#### Stored data entries:
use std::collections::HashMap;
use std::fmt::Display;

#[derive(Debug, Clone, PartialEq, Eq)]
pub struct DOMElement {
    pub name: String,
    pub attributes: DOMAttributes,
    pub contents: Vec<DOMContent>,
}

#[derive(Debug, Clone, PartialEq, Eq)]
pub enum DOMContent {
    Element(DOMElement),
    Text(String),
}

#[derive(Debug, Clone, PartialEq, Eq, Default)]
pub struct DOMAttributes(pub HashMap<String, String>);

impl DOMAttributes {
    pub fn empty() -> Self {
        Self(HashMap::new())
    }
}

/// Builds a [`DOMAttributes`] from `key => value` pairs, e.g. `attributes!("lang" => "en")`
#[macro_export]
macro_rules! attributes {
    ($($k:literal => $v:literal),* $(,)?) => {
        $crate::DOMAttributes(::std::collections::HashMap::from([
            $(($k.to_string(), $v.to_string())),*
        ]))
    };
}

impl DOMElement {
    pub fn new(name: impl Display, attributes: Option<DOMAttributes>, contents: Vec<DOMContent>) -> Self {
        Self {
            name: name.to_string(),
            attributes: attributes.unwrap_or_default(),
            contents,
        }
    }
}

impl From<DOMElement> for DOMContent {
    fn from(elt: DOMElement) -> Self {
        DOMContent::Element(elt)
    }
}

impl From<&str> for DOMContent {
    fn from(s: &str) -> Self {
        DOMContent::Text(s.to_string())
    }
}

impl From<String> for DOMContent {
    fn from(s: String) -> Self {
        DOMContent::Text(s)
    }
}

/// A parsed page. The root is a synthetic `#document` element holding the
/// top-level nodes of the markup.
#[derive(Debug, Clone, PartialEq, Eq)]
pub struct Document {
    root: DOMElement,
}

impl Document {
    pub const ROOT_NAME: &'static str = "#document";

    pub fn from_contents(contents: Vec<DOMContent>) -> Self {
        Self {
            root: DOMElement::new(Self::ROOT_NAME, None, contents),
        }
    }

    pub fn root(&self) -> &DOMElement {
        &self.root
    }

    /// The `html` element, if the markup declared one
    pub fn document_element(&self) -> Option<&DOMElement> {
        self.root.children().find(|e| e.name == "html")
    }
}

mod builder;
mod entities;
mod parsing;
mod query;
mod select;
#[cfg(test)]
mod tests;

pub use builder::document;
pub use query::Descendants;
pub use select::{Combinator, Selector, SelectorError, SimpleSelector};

...

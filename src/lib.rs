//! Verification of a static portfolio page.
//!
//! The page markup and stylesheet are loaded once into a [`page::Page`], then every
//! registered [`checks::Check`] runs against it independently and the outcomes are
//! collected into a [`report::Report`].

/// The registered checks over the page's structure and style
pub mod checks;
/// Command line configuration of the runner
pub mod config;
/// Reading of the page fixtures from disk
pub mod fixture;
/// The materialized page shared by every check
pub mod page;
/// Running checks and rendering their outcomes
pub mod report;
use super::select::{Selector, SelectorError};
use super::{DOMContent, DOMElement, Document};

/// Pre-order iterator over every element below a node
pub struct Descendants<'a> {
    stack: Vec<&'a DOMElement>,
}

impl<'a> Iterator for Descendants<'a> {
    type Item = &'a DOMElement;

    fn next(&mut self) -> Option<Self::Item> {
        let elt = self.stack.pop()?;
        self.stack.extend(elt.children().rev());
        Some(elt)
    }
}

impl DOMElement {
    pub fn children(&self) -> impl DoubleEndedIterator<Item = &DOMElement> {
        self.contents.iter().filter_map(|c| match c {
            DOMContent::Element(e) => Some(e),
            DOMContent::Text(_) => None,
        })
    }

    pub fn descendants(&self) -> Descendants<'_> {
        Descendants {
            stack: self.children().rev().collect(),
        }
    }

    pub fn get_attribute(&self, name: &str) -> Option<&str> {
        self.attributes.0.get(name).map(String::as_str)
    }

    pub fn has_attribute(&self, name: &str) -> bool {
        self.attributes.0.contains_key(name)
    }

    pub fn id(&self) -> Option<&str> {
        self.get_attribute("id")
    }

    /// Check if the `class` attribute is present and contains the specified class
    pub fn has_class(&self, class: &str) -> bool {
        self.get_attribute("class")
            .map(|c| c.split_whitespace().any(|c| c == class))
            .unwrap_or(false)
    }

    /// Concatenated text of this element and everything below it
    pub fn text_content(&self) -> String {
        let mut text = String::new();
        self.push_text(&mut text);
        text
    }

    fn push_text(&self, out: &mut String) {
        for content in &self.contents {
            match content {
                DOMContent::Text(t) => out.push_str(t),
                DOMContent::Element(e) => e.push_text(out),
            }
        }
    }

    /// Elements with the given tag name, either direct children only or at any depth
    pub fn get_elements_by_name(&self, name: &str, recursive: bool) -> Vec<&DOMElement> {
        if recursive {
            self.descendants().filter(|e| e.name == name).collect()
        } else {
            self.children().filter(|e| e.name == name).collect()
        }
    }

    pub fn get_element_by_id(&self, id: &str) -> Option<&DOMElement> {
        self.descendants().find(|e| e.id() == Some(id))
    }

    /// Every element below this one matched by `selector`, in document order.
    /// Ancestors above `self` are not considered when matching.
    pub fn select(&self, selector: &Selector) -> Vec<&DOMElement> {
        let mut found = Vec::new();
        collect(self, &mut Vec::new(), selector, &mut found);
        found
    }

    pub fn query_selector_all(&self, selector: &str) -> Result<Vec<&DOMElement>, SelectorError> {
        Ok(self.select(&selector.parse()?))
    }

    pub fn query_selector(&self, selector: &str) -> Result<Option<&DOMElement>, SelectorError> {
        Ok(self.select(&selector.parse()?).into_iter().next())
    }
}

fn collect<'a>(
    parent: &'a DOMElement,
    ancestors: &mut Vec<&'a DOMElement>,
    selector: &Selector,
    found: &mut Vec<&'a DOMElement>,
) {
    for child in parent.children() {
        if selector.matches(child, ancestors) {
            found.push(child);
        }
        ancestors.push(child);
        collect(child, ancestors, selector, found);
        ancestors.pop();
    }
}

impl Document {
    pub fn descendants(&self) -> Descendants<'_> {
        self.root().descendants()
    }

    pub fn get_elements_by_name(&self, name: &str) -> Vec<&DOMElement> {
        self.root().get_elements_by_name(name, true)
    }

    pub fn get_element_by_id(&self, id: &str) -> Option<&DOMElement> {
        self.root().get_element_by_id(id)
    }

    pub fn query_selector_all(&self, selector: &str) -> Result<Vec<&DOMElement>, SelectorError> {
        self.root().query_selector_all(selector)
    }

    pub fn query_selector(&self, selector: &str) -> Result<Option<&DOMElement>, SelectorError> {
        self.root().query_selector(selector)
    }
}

--

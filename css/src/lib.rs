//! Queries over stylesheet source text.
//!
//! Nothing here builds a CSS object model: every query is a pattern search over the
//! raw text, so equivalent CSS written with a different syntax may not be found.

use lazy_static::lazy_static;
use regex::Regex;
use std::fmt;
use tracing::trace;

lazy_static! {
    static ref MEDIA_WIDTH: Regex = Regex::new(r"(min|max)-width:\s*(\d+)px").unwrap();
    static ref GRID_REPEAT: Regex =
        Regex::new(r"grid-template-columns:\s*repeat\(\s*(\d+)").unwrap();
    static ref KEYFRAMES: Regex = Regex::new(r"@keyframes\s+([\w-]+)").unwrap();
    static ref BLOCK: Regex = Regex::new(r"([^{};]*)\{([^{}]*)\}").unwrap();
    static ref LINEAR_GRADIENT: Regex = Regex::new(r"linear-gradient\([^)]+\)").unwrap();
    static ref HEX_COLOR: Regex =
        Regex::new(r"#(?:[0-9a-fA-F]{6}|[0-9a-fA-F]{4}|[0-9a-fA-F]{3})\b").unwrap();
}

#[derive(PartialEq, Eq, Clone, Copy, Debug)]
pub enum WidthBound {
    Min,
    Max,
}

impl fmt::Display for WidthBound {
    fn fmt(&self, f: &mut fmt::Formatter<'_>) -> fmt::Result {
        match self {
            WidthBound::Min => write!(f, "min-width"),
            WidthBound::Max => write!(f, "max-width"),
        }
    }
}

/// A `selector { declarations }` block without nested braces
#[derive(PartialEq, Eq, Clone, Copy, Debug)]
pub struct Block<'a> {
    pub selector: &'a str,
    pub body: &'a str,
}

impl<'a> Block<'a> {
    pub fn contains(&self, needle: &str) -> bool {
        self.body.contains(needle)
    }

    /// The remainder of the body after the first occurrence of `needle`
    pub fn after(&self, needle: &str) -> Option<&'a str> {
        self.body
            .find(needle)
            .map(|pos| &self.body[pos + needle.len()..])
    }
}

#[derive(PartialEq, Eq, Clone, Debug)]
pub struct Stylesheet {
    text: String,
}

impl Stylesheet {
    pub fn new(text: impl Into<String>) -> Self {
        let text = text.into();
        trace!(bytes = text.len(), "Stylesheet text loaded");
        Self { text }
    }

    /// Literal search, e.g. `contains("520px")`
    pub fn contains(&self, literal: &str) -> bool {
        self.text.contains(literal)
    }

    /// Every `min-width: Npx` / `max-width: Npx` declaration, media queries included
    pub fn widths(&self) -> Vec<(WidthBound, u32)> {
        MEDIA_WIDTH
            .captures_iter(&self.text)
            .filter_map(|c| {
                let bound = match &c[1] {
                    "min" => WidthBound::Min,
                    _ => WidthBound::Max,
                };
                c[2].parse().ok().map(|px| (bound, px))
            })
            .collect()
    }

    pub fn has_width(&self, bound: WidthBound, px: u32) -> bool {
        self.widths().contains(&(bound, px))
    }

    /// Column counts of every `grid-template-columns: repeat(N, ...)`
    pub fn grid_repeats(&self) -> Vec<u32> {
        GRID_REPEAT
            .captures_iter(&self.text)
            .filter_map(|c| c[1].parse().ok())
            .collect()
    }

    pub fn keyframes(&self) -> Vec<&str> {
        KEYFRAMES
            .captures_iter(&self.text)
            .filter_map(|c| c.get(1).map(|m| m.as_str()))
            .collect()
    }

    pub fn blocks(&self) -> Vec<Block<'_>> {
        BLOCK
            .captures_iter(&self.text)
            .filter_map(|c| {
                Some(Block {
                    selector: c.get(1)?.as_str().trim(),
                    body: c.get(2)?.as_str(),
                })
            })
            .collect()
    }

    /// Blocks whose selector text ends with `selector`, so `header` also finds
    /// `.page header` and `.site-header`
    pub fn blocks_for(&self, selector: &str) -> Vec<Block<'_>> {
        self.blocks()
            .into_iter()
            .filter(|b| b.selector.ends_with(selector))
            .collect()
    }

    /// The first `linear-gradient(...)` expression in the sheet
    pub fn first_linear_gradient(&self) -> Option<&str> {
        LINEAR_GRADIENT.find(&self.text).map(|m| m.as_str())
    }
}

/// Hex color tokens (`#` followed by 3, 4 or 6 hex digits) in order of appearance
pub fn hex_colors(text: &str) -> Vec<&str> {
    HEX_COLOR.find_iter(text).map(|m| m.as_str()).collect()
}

#### PROBLEM REQUIREMENTS:
For the entries above, give only the number of lines that contain the word "WidthBound".

#### EXERCISE RESULT:
8